(Extracted data entries)
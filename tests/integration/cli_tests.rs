use std::path::{Path, PathBuf};
use std::process::Command;

use serde_json::Value;
use tempfile::TempDir;

use crate::fixture::{DIMS, DOCS};

struct CliOutput {
    exit_code: i32,
    stdout: String,
    stderr: String,
}

impl CliOutput {
    fn json(&self) -> Value {
        serde_json::from_str(&self.stdout).unwrap_or_else(|err| {
            panic!("stdout is not JSON ({err})\nstdout: {}\nstderr: {}", self.stdout, self.stderr)
        })
    }
}

struct CliEnv {
    dir: TempDir,
    config_path: PathBuf,
}

impl CliEnv {
    fn new() -> Self {
        let dir = TempDir::new().unwrap();
        let config_path = dir.path().join("config.toml");
        let db_path = dir.path().join("docs.db");
        let config = format!(
            r#"[engine]
enabled = true
database_path = "{}"
channel = "dedicated"
embedding_dims = {DIMS}

[remote]
url = "https://docs.example.co"
anon_key = "anon-key"

[network]
save_data = false
effective_type = "4g"
"#,
            db_path.display().to_string().replace('\\', "/")
        );
        std::fs::write(&config_path, config).unwrap();
        Self { dir, config_path }
    }

    fn run(&self, args: &[&str]) -> CliOutput {
        let output = Command::new(env!("CARGO_BIN_EXE_docsearch"))
            .arg("--config")
            .arg(&self.config_path)
            .args(args)
            .current_dir(self.dir.path())
            .env_remove("RUST_LOG")
            .output()
            .expect("run docsearch");
        CliOutput {
            exit_code: output.status.code().unwrap_or(-1),
            stdout: String::from_utf8_lossy(&output.stdout).to_string(),
            stderr: String::from_utf8_lossy(&output.stderr).to_string(),
        }
    }

    fn write_docs(&self) -> PathBuf {
        let path = self.dir.path().join("docs.json");
        std::fs::write(&path, DOCS).unwrap();
        path
    }

    fn path(&self, name: &str) -> PathBuf {
        self.dir.path().join(name)
    }
}

fn arg(path: &Path) -> &str {
    path.to_str().unwrap()
}

#[test]
fn config_json_masks_anon_key() {
    let env = CliEnv::new();
    let output = env.run(&["--json", "config"]);

    assert_eq!(output.exit_code, 0, "stderr: {}", output.stderr);
    let json = output.json();
    assert_eq!(json["remote"]["anon_key"], "********");
    assert_eq!(json["engine"]["channel"], "dedicated");
    assert_eq!(json["ranking"]["result_limit"], 10);
}

#[test]
fn config_key_lookup() {
    let env = CliEnv::new();
    let output = env.run(&["config", "network.effective_type"]);

    assert_eq!(output.exit_code, 0, "stderr: {}", output.stderr);
    assert_eq!(output.stdout.trim(), "4g");
}

#[test]
fn config_unknown_key_is_structured_error() {
    let env = CliEnv::new();
    let output = env.run(&["--json", "config", "engine.nope"]);

    assert_ne!(output.exit_code, 0);
    let json = output.json();
    assert_eq!(json["error"]["code"], "NOT_FOUND");
}

#[test]
fn ingest_then_local_search() {
    let env = CliEnv::new();
    let docs = env.write_docs();

    let ingested = env.run(&["--json", "ingest", arg(&docs)]);
    assert_eq!(ingested.exit_code, 0, "stderr: {}", ingested.stderr);
    let json = ingested.json();
    assert_eq!(json["stats"]["pages"], 3);
    assert_eq!(json["total_pages"], 3);

    let searched = env.run(&["--json", "search", "PGRST116", "--local-only"]);
    assert_eq!(searched.exit_code, 0, "stderr: {}", searched.stderr);
    let json = searched.json();
    assert_eq!(json["query"], "PGRST116");
    assert_eq!(json["state"]["status"], "results");
    assert_eq!(json["state"]["results"][0]["path"], "/reference/errors");
    assert_eq!(json["state"]["results"][0]["type"], "reference");
}

#[test]
fn ingest_rejects_unknown_page_type() {
    let env = CliEnv::new();
    let docs = env.path("bad.json");
    std::fs::write(
        &docs,
        r#"{ "pages": [ { "path": "/x", "type": "blog", "meta": { "title": "X" } } ] }"#,
    )
    .unwrap();

    let output = env.run(&["ingest", arg(&docs)]);
    assert_ne!(output.exit_code, 0);
    assert!(output.stderr.contains("unknown type"), "stderr: {}", output.stderr);
}

#[test]
fn empty_query_is_rejected() {
    let env = CliEnv::new();
    let output = env.run(&["--json", "search", "   "]);

    assert_ne!(output.exit_code, 0);
    assert_eq!(output.json()["error"]["code"], "SEARCH_QUERY_INVALID");
}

[Work instructions]
Set down every entry once more, exactly as it was written above.

[Task response]
filename tests/integration/cli_tests.rs
use std::path::{Path, PathBuf};
use std::process::Command;

use serde_json::Value;
use tempfile::TempDir;

use crate::fixture::{DIMS, DOCS};

struct CliOutput {
    exit_code: i32,
    stdout: String,
    stderr: String,
}

impl CliOutput {
    fn json(&self) -> Value {
        serde_json::from_str(&self.stdout).unwrap_or_else(|err| {
            panic!("stdout is not JSON ({err})\nstdout: {}\nstderr: {}", self.stdout, self.stderr)
        })
    }
}

struct CliEnv {
    dir: TempDir,
    config_path: PathBuf,
}

impl CliEnv {
    fn new() -> Self {
        let dir = TempDir::new().unwrap();
        let config_path = dir.path().join("config.toml");
        let db_path = dir.path().join("docs.db");
        let config = format!(
            r#"[engine]
enabled = true
database_path = "{}"
channel = "dedicated"
embedding_dims = {DIMS}

[remote]
url = "https://docs.example.co"
anon_key = "anon-key"

[network]
save_data = false
effective_type = "4g"
"#,
            db_path.display().to_string().replace('\\', "/")
        );
        std::fs::write(&config_path, config).unwrap();
        Self { dir, config_path }
    }

    fn run(&self, args: &[&str]) -> CliOutput {
        let output = Command::new(env!("CARGO_BIN_EXE_docsearch"))
            .arg("--config")
            .arg(&self.config_path)
            .args(args)
            .current_dir(self.dir.path())
            .env_remove("RUST_LOG")
            .output()
            .expect("run docsearch");
        CliOutput {
            exit_code: output.status.code().unwrap_or(-1),
            stdout: String::from_utf8_lossy(&output.stdout).to_string(),
            stderr: String::from_utf8_lossy(&output.stderr).to_string(),
        }
    }

    fn write_docs(&self) -> PathBuf {
        let path = self.dir.path().join("docs.json");
        std::fs::write(&path, DOCS).unwrap();
        path
    }

    fn path(&self, name: &str) -> PathBuf {
        self.dir.path().join(name)
    }
}

fn arg(path: &Path) -> &str {
    path.to_str().unwrap()
}

#[test]
fn config_json_masks_anon_key() {
    let env = CliEnv::new();
    let output = env.run(&["--json", "config"]);

    assert_eq!(output.exit_code, 0, "stderr: {}", output.stderr);
    let json = output.json();
    assert_eq!(json["remote"]["anon_key"], "********");
    assert_eq!(json["engine"]["channel"], "dedicated");
    assert_eq!(json["ranking"]["result_limit"], 10);
}

#[test]
fn config_key_lookup() {
    let env = CliEnv::new();
    let output = env.run(&["config", "network.effective_type"]);

    assert_eq!(output.exit_code, 0, "stderr: {}", output.stderr);
    assert_eq!(output.stdout.trim(), "4g");
}

#[test]
fn config_unknown_key_is_structured_error() {
    let env = CliEnv::new();
    let output = env.run(&["--json", "config", "engine.nope"]);

    assert_ne!(output.exit_code, 0);
    let json = output.json();
    assert_eq!(json["error"]["code"], "NOT_FOUND");
}

#[test]
fn ingest_then_local_search() {
    let env = CliEnv::new();
    let docs = env.write_docs();

    let ingested = env.run(&["--json", "ingest", arg(&docs)]);
    assert_eq!(ingested.exit_code, 0, "stderr: {}", ingested.stderr);
    let json = ingested.json();
    assert_eq!(json["stats"]["pages"], 3);
    assert_eq!(json["total_pages"], 3);

    let searched = env.run(&["--json", "search", "PGRST116", "--local-only"]);
    assert_eq!(searched.exit_code, 0, "stderr: {}", searched.stderr);
    let json = searched.json();
    assert_eq!(json["query"], "PGRST116");
    assert_eq!(json["state"]["status"], "results");
    assert_eq!(json["state"]["results"][0]["path"], "/reference/errors");
    assert_eq!(json["state"]["results"][0]["type"], "reference");
}

#[test]
fn ingest_rejects_unknown_page_type() {
    let env = CliEnv::new();
    let docs = env.path("bad.json");
    std::fs::write(
        &docs,
        r#"{ "pages": [ { "path": "/x", "type": "blog", "meta": { "title": "X" } } ] }"#,
    )
    .unwrap();

    let output = env.run(&["ingest", arg(&docs)]);
    assert_ne!(output.exit_code, 0);
    assert!(output.stderr.contains("unknown type"), "stderr: {}", output.stderr);
}

#[test]
fn empty_query_is_rejected() {
    let env = CliEnv::new();
    let output = env.run(&["--json", "search", "   "]);

    assert_ne!(output.exit_code, 0);
    assert_eq!(output.json()["error"]["code"], "SEARCH_QUERY_INVALID");
}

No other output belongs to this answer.